2.1.2. Request Units, Indexing Policies, and Consistency Levels
💡 First Principle: Every RU-optimization lever works by reducing work the engine must do: indexing policy reduces what writes must update, consistency level reduces how many replicas a read must confirm, and throughput mode matches capacity to demand. There's no magic — just less work, fewer RUs.
Throughput comes in three purchasing models: provisioned manual (fixed RU/s — cheap for steady load), autoscale (scales between 10% and 100% of a max — for spiky AI workloads), and serverless (pay per operation — for dev or infrequent traffic). When demand exceeds provisioned RU/s, requests fail with HTTP 429 (Too Many Requests) and a retry-after hint; the SDK retries automatically, but sustained 429s mean you've under-provisioned or over-spent per operation.
By default, Cosmos DB indexes every path in every item. Convenient — any query works out of the box — but every indexed path adds RU cost to every write. The indexing policy lets you flip the economics with includedPaths and excludedPaths:
{
"indexingMode": "consistent",
"includedPaths": [{ "path": "/userId/?" }, { "path": "/timestamp/?" }],
"excludedPaths": [{ "path": "/*" }, { "path": "/embedding/*" }]
}
This "exclude everything, include what you query" pattern can cut write RU dramatically — and excluding the embedding array is essential, because vectors are indexed separately (Section 2.1.3). Composite indexes handle multi-property ORDER BY queries that single-property indexes can't serve.
Consistency levels control the read-side work. The table below is exam-critical — know the guarantees, the relative cost, and the canonical use case for each level.
| Level | Guarantee | Read RU cost | Typical use |
|---|---|---|---|
| Strong | Always latest committed write, globally | 2x | Financial/inventory truth |
| Bounded staleness | Lag bounded by K versions or T time | 2x | Global apps needing near-strong reads |
| Session (default) | Read-your-own-writes within a session token | 1x | User-facing apps (chat history) |
| Consistent prefix | Reads never see out-of-order writes | 1x | Event/state streams |
| Eventual | Replicas converge eventually; no ordering | 1x | Counters, likes, telemetry |
Session is the default for good reason: each user sees their own writes immediately, at half the read cost of strong. Building on the currency model from 2.1 — strong consistency makes every read confirm with a replica quorum, and that extra work is exactly why it bills double.

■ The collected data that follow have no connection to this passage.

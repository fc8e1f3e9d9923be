use scanview_core::{AppViewModel, BackendJobRow, Match, Mode, PollStatus};

/// One-line summary written to stderr whenever the view changes.
pub fn status_line(view: &AppViewModel) -> String {
    match view.mode {
        Mode::Composing => {
            let mut line = format!("Composing | taints: {}", view.available_taints.len());
            if let Some(error) = &view.query_error {
                line.push_str(&format!(" | error: {error}"));
            } else if view.query_plan.is_some() {
                line.push_str(" | compiled");
            }
            line
        }
        Mode::Viewing => {
            let hash = view
                .job_hash
                .as_ref()
                .map(|hash| hash.as_str())
                .unwrap_or("?");
            let status = view
                .job
                .as_ref()
                .map(|job| job.status.as_str())
                .unwrap_or("loading");
            let mut line = format!(
                "Job {hash} [{status}] | matches: {}",
                format_with_commas(view.match_count as u64)
            );
            if let Some(job) = &view.job {
                if let (Some(done), Some(estimated)) = (job.work_done, job.work_estimated) {
                    line.push_str(&format!(
                        " | progress: {} / {}",
                        format_with_commas(done),
                        format_with_commas(estimated)
                    ));
                }
            }
            line.push_str(" | ");
            line.push_str(&poll_label(&view.poll));
            line
        }
    }
}

pub fn poll_label(poll: &PollStatus) -> String {
    match poll {
        PollStatus::Idle => "idle".to_string(),
        PollStatus::Polling => "polling".to_string(),
        PollStatus::Finished => "finished".to_string(),
        PollStatus::Stalled { reason } => format!("stalled ({reason})"),
    }
}

/// Matches as compact JSON, one per line, in arrival order.
pub fn match_lines(matches: &[Match]) -> Vec<String> {
    matches.iter().map(|item| item.0.to_string()).collect()
}

pub fn backend_table(rows: &[BackendJobRow]) -> String {
    let headers = ["id", "conn", "request", "progress"];
    let cells: Vec<[&str; 4]> = rows
        .iter()
        .map(|row| {
            [
                row.id.as_str(),
                row.connection.as_str(),
                row.request.as_str(),
                row.progress.as_str(),
            ]
        })
        .collect();

    let mut widths = headers.map(str::len);
    for row in &cells {
        for (width, cell) in widths.iter_mut().zip(row) {
            *width = (*width).max(cell.len());
        }
    }

    let mut out = String::new();
    out.push_str(&format_row(&headers, &widths));
    for row in &cells {
        out.push('\n');
        out.push_str(&format_row(row, &widths));
    }
    out
}

fn format_row(cells: &[&str; 4], widths: &[usize; 4]) -> String {
    cells
        .iter()
        .zip(widths)
        .map(|(cell, &width)| format!("{cell:<width$}"))
        .collect::<Vec<_>>()
        .join("  ")
        .trim_end()
        .to_string()
}

fn format_with_commas(value: u64) -> String {
    let mut out = String::new();
    for (i, ch) in value.to_string().chars().rev().enumerate() {
        if i != 0 && i % 3 == 0 {
            out.push(',');
        }
        out.push(ch);
    }
    out.chars().rev().collect()
}

#[cfg(test)]
mod tests {
    use scanview_core::{JobHash, JobRecord, JobStatus};
    use serde_json::json;

    use super::*;

    #[test]
    fn commas_group_thousands() {
        assert_eq!(format_with_commas(0), "0");
        assert_eq!(format_with_commas(999), "999");
        assert_eq!(format_with_commas(1234567), "1,234,567");
    }

    #[test]
    fn viewing_status_shows_progress_and_poll_state() {
        let mut job = JobRecord::with_status(JobStatus::Processing);
        job.work_done = Some(1500);
        job.work_estimated = Some(3000);
        let view = AppViewModel {
            mode: Mode::Viewing,
            job_hash: Some(JobHash::new("abc123")),
            match_count: 60,
            job: Some(job),
            poll: PollStatus::Polling,
            ..AppViewModel::default()
        };
        assert_eq!(
            status_line(&view),
            "Job abc123 [processing] | matches: 60 | progress: 1,500 / 3,000 | polling"
        );
    }

    #[test]
    fn stalled_poll_is_visible() {
        let view = AppViewModel {
            mode: Mode::Viewing,
            job_hash: Some(JobHash::new("abc123")),
            poll: PollStatus::Stalled {
                reason: "timeout".to_string(),
            },
            ..AppViewModel::default()
        };
        assert_eq!(
            status_line(&view),
            "Job abc123 [loading] | matches: 0 | stalled (timeout)"
        );
    }

    #[test]
    fn composing_status_shows_error() {
        let view = AppViewModel {
            query_error: Some("syntax error".to_string()),
            available_taints: vec!["a".to_string()],
            ..AppViewModel::default()
        };
        assert_eq!(status_line(&view), "Composing | taints: 1 | error: syntax error");
    }

    #[test]
    fn matches_render_as_json_lines() {
        let lines = match_lines(&[Match(json!({"file": "a"})), Match(json!({"file": "b"}))]);
        assert_eq!(lines, vec![r#"{"file":"a"}"#, r#"{"file":"b"}"#]);
    }

    #[test]
    fn backend_table_aligns_columns() {
        let rows = vec![BackendJobRow {
            id: "12".to_string(),
            connection: "c0ffee".to_string(),
            request: "select \"abc\";".to_string(),
            progress: "3 / 10".to_string(),
        }];
        let table = backend_table(&rows);
        let lines: Vec<_> = table.lines().collect();
        assert_eq!(lines[0], "id  conn    request        progress");
        assert_eq!(lines[1], "12  c0ffee  select \"abc\";  3 / 10");
    }
}
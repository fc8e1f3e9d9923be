use std::collections::VecDeque;
use std::sync::{mpsc, Arc, Mutex};
use std::time::Duration;

use scanview_core::{
    BackendStatus, DatasetMap, JobHash, JobRecord, JobStatus, Match, MatchPage, PollTicket,
    QueryPlan,
};
use scanview_engine::{
    ApiClient, ApiError, CompileOutcome, EngineEvent, EngineHandle, SubmitOutcome,
};
use serde_json::json;

const WAIT: Duration = Duration::from_secs(5);

/// Serves scripted match pages and records requested windows.
#[derive(Default)]
struct ScriptedClient {
    pages: Mutex<VecDeque<MatchPage>>,
    requests: Mutex<Vec<(String, usize, usize)>>,
}

impl ScriptedClient {
    fn with_pages(pages: Vec<MatchPage>) -> Self {
        Self {
            pages: Mutex::new(pages.into()),
            requests: Mutex::new(Vec::new()),
        }
    }
}

#[async_trait::async_trait]
impl ApiClient for ScriptedClient {
    async fn job_query(&self, hash: &JobHash) -> Result<String, ApiError> {
        Ok(format!("rule {hash} {{ condition: true }}"))
    }

    async fn datasets(&self) -> Result<DatasetMap, ApiError> {
        Ok(DatasetMap::new())
    }

    async fn matches(
        &self,
        hash: &JobHash,
        offset: usize,
        limit: usize,
    ) -> Result<MatchPage, ApiError> {
        self.requests
            .lock()
            .unwrap()
            .push((hash.to_string(), offset, limit));
        Ok(self.pages.lock().unwrap().pop_front().unwrap_or(MatchPage {
            matches: Vec::new(),
            job: JobRecord::with_status(JobStatus::Done),
        }))
    }

    async fn backend_status(&self) -> Result<BackendStatus, ApiError> {
        Ok(BackendStatus::default())
    }

    async fn compile(
        &self,
        raw_query: &str,
        _taint: Option<&str>,
    ) -> Result<CompileOutcome, ApiError> {
        Ok(CompileOutcome::Plan(QueryPlan(json!({ "raw": raw_query }))))
    }

    async fn submit(
        &self,
        _raw_query: &str,
        _taint: Option<&str>,
    ) -> Result<SubmitOutcome, ApiError> {
        Ok(SubmitOutcome::Accepted(JobHash::new("abc123")))
    }
}

fn ticket(hash: &str, epoch: u64) -> PollTicket {
    PollTicket {
        hash: JobHash::new(hash),
        epoch,
    }
}

fn engine(client: Arc<ScriptedClient>) -> (EngineHandle, mpsc::Receiver<EngineEvent>) {
    let (event_tx, event_rx) = mpsc::channel();
    let handle = EngineHandle::with_client(client, event_tx).expect("engine");
    (handle, event_rx)
}

#[test]
fn fetch_matches_reports_page_with_ticket() {
    let page = MatchPage {
        matches: vec![Match(json!({"file": "a"}))],
        job: JobRecord::with_status(JobStatus::Processing),
    };
    let client = Arc::new(ScriptedClient::with_pages(vec![page.clone()]));
    let (engine, events) = engine(client.clone());

    engine.fetch_matches(ticket("abc123", 1), 0, 50);

    let event = events.recv_timeout(WAIT).expect("event");
    assert_eq!(
        event,
        EngineEvent::MatchesLoaded {
            ticket: ticket("abc123", 1),
            result: Ok(page),
        }
    );
    assert_eq!(
        client.requests.lock().unwrap().as_slice(),
        &[("abc123".to_string(), 0, 50)]
    );
}

#[test]
fn scheduled_poll_fires_once_after_delay() {
    let (engine, events) = engine(Arc::new(ScriptedClient::default()));

    engine.schedule_poll(ticket("abc123", 1), Duration::from_millis(20));

    let event = events.recv_timeout(WAIT).expect("event");
    assert_eq!(
        event,
        EngineEvent::PollDue {
            ticket: ticket("abc123", 1)
        }
    );
    assert!(events.recv_timeout(Duration::from_millis(100)).is_err());
}

#[test]
fn cancelled_poll_never_fires() {
    let (engine, events) = engine(Arc::new(ScriptedClient::default()));

    engine.schedule_poll(ticket("abc123", 1), Duration::from_millis(50));
    engine.cancel_poll();

    assert!(events.recv_timeout(Duration::from_millis(250)).is_err());
}

#[test]
fn rescheduling_replaces_pending_timer() {
    let (engine, events) = engine(Arc::new(ScriptedClient::default()));

    engine.schedule_poll(ticket("abc123", 1), Duration::from_millis(100));
    engine.schedule_poll(ticket("xyz789", 2), Duration::from_millis(10));

    let event = events.recv_timeout(WAIT).expect("event");
    assert_eq!(
        event,
        EngineEvent::PollDue {
            ticket: ticket("xyz789", 2)
        }
    );
    assert!(events.recv_timeout(Duration::from_millis(250)).is_err());
}

#[test]
fn job_query_and_submit_round_trip_through_events() {
    let (engine, events) = engine(Arc::new(ScriptedClient::default()));

    engine.fetch_job_query(JobHash::new("abc123"));
    let event = events.recv_timeout(WAIT).expect("event");
    assert_eq!(
        event,
        EngineEvent::JobQueryLoaded {
            hash: JobHash::new("abc123"),
            result: Ok("rule abc123 { condition: true }".to_string()),
        }
    );

    engine.submit("rule a".to_string(), None);
    let event = events.recv_timeout(WAIT).expect("event");
    assert_eq!(
        event,
        EngineEvent::QuerySubmitted {
            raw_query: "rule a".to_string(),
            result: Ok(SubmitOutcome::Accepted(JobHash::new("abc123"))),
        }
    );
}
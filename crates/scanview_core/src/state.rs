use crate::poll::PollSettings;
use crate::taints::available_taints;
use crate::view_model::AppViewModel;
use crate::{
    backend_job_rows, BackendStatus, DatasetMap, JobHash, JobRecord, Match, MatchPage,
    QueryError, QueryPlan,
};

#[derive(Debug, Clone, Copy, PartialEq, Eq, Default)]
pub enum Mode {
    #[default]
    Composing,
    Viewing,
}

/// Identifies one polling loop. Results carrying a ticket other than the
/// current one belong to a superseded loop and are dropped.
#[derive(Debug, Clone, PartialEq, Eq, Hash)]
pub struct PollTicket {
    pub hash: JobHash,
    pub epoch: u64,
}

#[derive(Debug, Clone, PartialEq, Eq, Default)]
pub enum PollStatus {
    #[default]
    Idle,
    Polling,
    Finished,
    /// A request failed and the loop stopped without retrying.
    Stalled { reason: String },
}

#[derive(Debug, Clone, PartialEq, Eq, Default)]
pub struct AppState {
    mode: Mode,
    collapsed: bool,
    job_hash: Option<JobHash>,
    raw_query: String,
    query_plan: Option<QueryPlan>,
    query_error: Option<QueryError>,
    matches: Vec<Match>,
    job: Option<JobRecord>,
    datasets: DatasetMap,
    datasets_loaded: bool,
    backend: Option<BackendStatus>,
    backend_error: Option<String>,
    ticket: Option<PollTicket>,
    last_epoch: u64,
    poll: PollStatus,
    poll_settings: PollSettings,
    dirty: bool,
}

impl AppState {
    pub fn new() -> Self {
        Self::default()
    }

    /// A page size of zero is raised to one; an empty request can never drain a job.
    pub fn with_poll_settings(mut poll_settings: PollSettings) -> Self {
        poll_settings.page_size = poll_settings.page_size.max(1);
        Self {
            poll_settings,
            ..Self::default()
        }
    }

    pub fn view(&self) -> AppViewModel {
        AppViewModel {
            mode: self.mode,
            collapsed: self.collapsed,
            job_hash: self.job_hash.clone(),
            raw_query: self.raw_query.clone(),
            is_loading: self.job_hash.is_some() && self.raw_query.is_empty(),
            is_locked: self.is_locked(),
            query_plan: self.query_plan.clone(),
            query_error: self.query_error.as_ref().map(|err| err.message.clone()),
            match_count: self.matches.len(),
            matches: self.matches.clone(),
            job: self.job.clone(),
            available_taints: available_taints(&self.datasets).into_iter().collect(),
            datasets_loaded: self.datasets_loaded,
            db_alive: self.backend.as_ref().map(|status| status.db_alive),
            backend_rows: self
                .backend
                .as_ref()
                .map(|status| backend_job_rows(&status.jobs))
                .unwrap_or_default(),
            backend_error: self.backend_error.clone(),
            poll: self.poll.clone(),
            dirty: self.dirty,
        }
    }

    /// Returns whether a render is pending and clears the flag.
    pub fn consume_dirty(&mut self) -> bool {
        std::mem::take(&mut self.dirty)
    }

    pub fn poll_settings(&self) -> &PollSettings {
        &self.poll_settings
    }

    pub fn current_ticket(&self) -> Option<&PollTicket> {
        self.ticket.as_ref()
    }

    pub(crate) fn mark_dirty(&mut self) {
        self.dirty = true;
    }

    pub(crate) fn job_hash(&self) -> Option<&JobHash> {
        self.job_hash.as_ref()
    }

    /// The query editor is read-only while a job is active.
    pub(crate) fn is_locked(&self) -> bool {
        self.job_hash.is_some()
    }

    pub(crate) fn is_current(&self, ticket: &PollTicket) -> bool {
        self.ticket.as_ref() == Some(ticket)
    }

    pub(crate) fn match_count(&self) -> usize {
        self.matches.len()
    }

    pub(crate) fn set_raw_query(&mut self, raw_query: String) {
        self.raw_query = raw_query;
        self.mark_dirty();
    }

    /// Resets everything but the poll settings, pre-seeding `job_hash`.
    pub(crate) fn mount(&mut self, job_hash: Option<JobHash>) {
        let poll_settings = std::mem::take(&mut self.poll_settings);
        let last_epoch = self.last_epoch;
        *self = Self {
            mode: if job_hash.is_some() {
                Mode::Viewing
            } else {
                Mode::Composing
            },
            job_hash,
            poll_settings,
            last_epoch,
            ..Self::default()
        };
        self.mark_dirty();
    }

    pub(crate) fn set_query_plan(&mut self, plan: QueryPlan, raw_query: String) {
        self.mode = Mode::Composing;
        self.query_plan = Some(plan);
        self.query_error = None;
        self.raw_query = raw_query;
        self.clear_results();
        self.mark_dirty();
    }

    pub(crate) fn set_query_error(&mut self, error: QueryError, raw_query: String) {
        self.mode = Mode::Composing;
        self.query_error = Some(error);
        self.query_plan = None;
        self.raw_query = raw_query;
        self.clear_results();
        self.mark_dirty();
    }

    pub(crate) fn enter_composing(&mut self) {
        self.mode = Mode::Composing;
        self.job_hash = None;
        self.poll = PollStatus::Idle;
        self.clear_results();
        self.mark_dirty();
    }

    /// Switches to `hash` and opens a fresh polling loop for it.
    pub(crate) fn enter_viewing(&mut self, hash: JobHash) -> PollTicket {
        self.mode = Mode::Viewing;
        self.collapsed = true;
        self.query_plan = None;
        self.query_error = None;
        self.clear_results();
        self.last_epoch += 1;
        let ticket = PollTicket {
            hash: hash.clone(),
            epoch: self.last_epoch,
        };
        self.job_hash = Some(hash);
        self.ticket = Some(ticket.clone());
        self.poll = PollStatus::Polling;
        self.mark_dirty();
        ticket
    }

    /// Drops the active polling loop; returns whether there was one.
    pub(crate) fn release_ticket(&mut self) -> bool {
        self.ticket.take().is_some()
    }

    pub(crate) fn leave(&mut self) {
        self.job_hash = None;
        self.mode = Mode::Composing;
        if self.poll == PollStatus::Polling {
            self.poll = PollStatus::Idle;
        }
        self.mark_dirty();
    }

    pub(crate) fn apply_page(&mut self, page: MatchPage) {
        self.matches.extend(page.matches);
        self.job = Some(page.job);
        self.mark_dirty();
    }

    pub(crate) fn finish_polling(&mut self) {
        self.ticket = None;
        self.poll = PollStatus::Finished;
        self.mark_dirty();
    }

    pub(crate) fn stall_polling(&mut self, reason: String) {
        self.ticket = None;
        self.poll = PollStatus::Stalled { reason };
        self.mark_dirty();
    }

    pub(crate) fn toggle_collapsed(&mut self) {
        self.collapsed = !self.collapsed;
        self.mark_dirty();
    }

    pub(crate) fn set_datasets(&mut self, datasets: DatasetMap) {
        self.datasets = datasets;
        self.datasets_loaded = true;
        self.mark_dirty();
    }

    pub(crate) fn set_backend_status(&mut self, status: BackendStatus) {
        self.backend = Some(status);
        self.backend_error = None;
        self.mark_dirty();
    }

    pub(crate) fn set_backend_error(&mut self, reason: String) {
        self.backend_error = Some(reason);
        self.mark_dirty();
    }

    fn clear_results(&mut self) {
        self.matches.clear();
        self.job = None;
    }
}
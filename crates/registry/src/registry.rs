//! Page-wide store of implementation entries.
//!
//! # Invariants
//!
//! - An entry sequence, once merged, is never reordered or edited. Later merges
//!   only append after it (or, under [`MergePolicy::Replace`], swap it out whole).
//! - [`Registry::create`] drains the pending buffer before the registry is
//!   handed to anyone, so no caller can observe a half-drained registry.

use docimpl_primitives::{EntityKey, ImplEntry, ProducerMapping};
use indexmap::IndexMap;
use rustc_hash::FxBuildHasher;

use crate::config::MergePolicy;
use crate::pending::PendingBuffer;

/// Summary of the pending drain performed by [`Registry::create`].
#[derive(Debug, Clone, Copy, Default, PartialEq, Eq)]
pub struct DrainReport {
	/// Pending mappings merged.
	pub mappings: usize,
	/// Entries those mappings contributed.
	pub entries: usize,
}

/// Union of every mapping submitted to a page.
#[derive(Debug, Default)]
pub struct Registry {
	store: IndexMap<EntityKey, Vec<ImplEntry>, FxBuildHasher>,
}

impl Registry {
	/// Creates an empty registry with nothing to drain.
	pub fn new() -> Self {
		Self::default()
	}

	/// Creates the registry and drains `pending` into it in arrival order.
	///
	/// Pending mappings always append, regardless of the page's merge policy.
	pub fn create(pending: PendingBuffer) -> (Self, DrainReport) {
		let mut registry = Self::new();
		let mut report = DrainReport::default();

		for mapping in pending.drain() {
			report.mappings += 1;
			report.entries += mapping.entry_count();
			registry.merge(mapping);
		}

		tracing::debug!(
			mappings = report.mappings,
			entries = report.entries,
			keys = registry.len(),
			"registry created"
		);
		(registry, report)
	}

	/// Appends each key's entries after whatever is already stored for it.
	///
	/// Submitting the same mapping twice stores its entries twice.
	pub fn merge(&mut self, mapping: ProducerMapping) {
		self.merge_with(mapping, MergePolicy::Append);
	}

	/// Replaces the stored entries of every key present in `mapping`.
	///
	/// Keys absent from `mapping` are left alone.
	pub fn replace(&mut self, mapping: ProducerMapping) {
		self.merge_with(mapping, MergePolicy::Replace);
	}

	/// Merges `mapping` key by key, appending or replacing according to `policy`.
	pub fn merge_with(&mut self, mapping: ProducerMapping, policy: MergePolicy) {
		for (key, entries) in mapping {
			match policy {
				MergePolicy::Append => self.store.entry(key).or_default().extend(entries),
				MergePolicy::Replace => {
					self.store.insert(key, entries);
				}
			}
		}
	}

	/// Entries stored under `key`, in arrival order. Unknown keys yield an empty slice.
	pub fn lookup(&self, key: &str) -> &[ImplEntry] {
		let entries = self.store.get(key).map(Vec::as_slice).unwrap_or_default();
		tracing::trace!(key, found = entries.len(), "lookup");
		entries
	}

	pub fn contains_key(&self, key: &str) -> bool {
		self.store.contains_key(key)
	}

	/// Number of distinct keys.
	pub fn len(&self) -> usize {
		self.store.len()
	}

	pub fn is_empty(&self) -> bool {
		self.store.is_empty()
	}

	/// Total number of stored entries across all keys.
	pub fn entry_count(&self) -> usize {
		self.store.values().map(Vec::len).sum()
	}

	/// Keys in first-arrival order.
	pub fn keys(&self) -> impl Iterator<Item = &EntityKey> {
		self.store.keys()
	}

	pub fn iter(&self) -> impl Iterator<Item = (&EntityKey, &[ImplEntry])> {
		self.store.iter().map(|(key, entries)| (key, entries.as_slice()))
	}
}
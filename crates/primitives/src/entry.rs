use std::fmt;
use std::sync::Arc;

use serde::{Deserialize, Serialize};

/// Pre-rendered documentation for a single implementation.
///
/// The markup is never inspected. It is shared, so cloning a block does not copy it.
#[derive(Debug, Clone, PartialEq, Eq, Hash, Serialize, Deserialize)]
#[serde(transparent)]
pub struct ImplBlock(Arc<str>);

impl ImplBlock {
	pub fn new(markup: impl Into<Arc<str>>) -> Self {
		Self(markup.into())
	}

	pub fn as_str(&self) -> &str {
		&self.0
	}

	pub fn len(&self) -> usize {
		self.0.len()
	}

	pub fn is_empty(&self) -> bool {
		self.0.is_empty()
	}
}

impl From<&str> for ImplBlock {
	fn from(markup: &str) -> Self {
		Self(markup.into())
	}
}

impl From<String> for ImplBlock {
	fn from(markup: String) -> Self {
		Self(markup.into())
	}
}

impl fmt::Display for ImplBlock {
	fn fmt(&self, f: &mut fmt::Formatter<'_>) -> fmt::Result {
		f.write_str(&self.0)
	}
}

/// Concrete types an [`ImplBlock`] concerns, in generator order.
///
/// Carried for the rendering layer only.
#[derive(Debug, Clone, PartialEq, Eq, Hash, Default, Serialize, Deserialize)]
#[serde(transparent)]
pub struct ApplicableTypes(Arc<[String]>);

impl ApplicableTypes {
	pub fn empty() -> Self {
		Self::default()
	}

	pub fn as_slice(&self) -> &[String] {
		&self.0
	}

	pub fn len(&self) -> usize {
		self.0.len()
	}

	pub fn is_empty(&self) -> bool {
		self.0.is_empty()
	}

	pub fn iter(&self) -> impl Iterator<Item = &str> {
		self.0.iter().map(String::as_str)
	}
}

impl<S: Into<String>> FromIterator<S> for ApplicableTypes {
	fn from_iter<I: IntoIterator<Item = S>>(iter: I) -> Self {
		Self(iter.into_iter().map(Into::into).collect())
	}
}

impl<S: Into<String>, const N: usize> From<[S; N]> for ApplicableTypes {
	fn from(types: [S; N]) -> Self {
		types.into_iter().collect()
	}
}

impl From<Vec<String>> for ApplicableTypes {
	fn from(types: Vec<String>) -> Self {
		Self(types.into())
	}
}

/// One implementation listed under an entity: the block plus the types it applies to.
#[derive(Debug, Clone, PartialEq, Eq, Hash, Serialize, Deserialize)]
pub struct ImplEntry {
	block: ImplBlock,
	/// Trait label the generator writes next to the block, if any.
	#[serde(default, skip_serializing_if = "Option::is_none")]
	trait_name: Option<String>,
	types: ApplicableTypes,
}

impl ImplEntry {
	pub fn new(block: impl Into<ImplBlock>, types: impl Into<ApplicableTypes>) -> Self {
		Self {
			block: block.into(),
			trait_name: None,
			types: types.into(),
		}
	}

	/// Attaches a trait label. Empty labels are treated as absent.
	pub fn with_trait_name(mut self, name: impl Into<String>) -> Self {
		let name = name.into();
		self.trait_name = (!name.is_empty()).then_some(name);
		self
	}

	pub fn block(&self) -> &ImplBlock {
		&self.block
	}

	pub fn trait_name(&self) -> Option<&str> {
		self.trait_name.as_deref()
	}

	pub fn types(&self) -> &ApplicableTypes {
		&self.types
	}
}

⚠️ Exam Trap: "Choose the strongest consistency to be safe" costs you double RUs and added latency on every read. When a scenario says users must see their own messages immediately — that's Session, not Strong. Strong is only right when all users must see all writes immediately, worldwide.
Reflection Question: A write-heavy logging container queries only two properties. What indexing policy change cuts costs, and why does it affect writes rather than reads?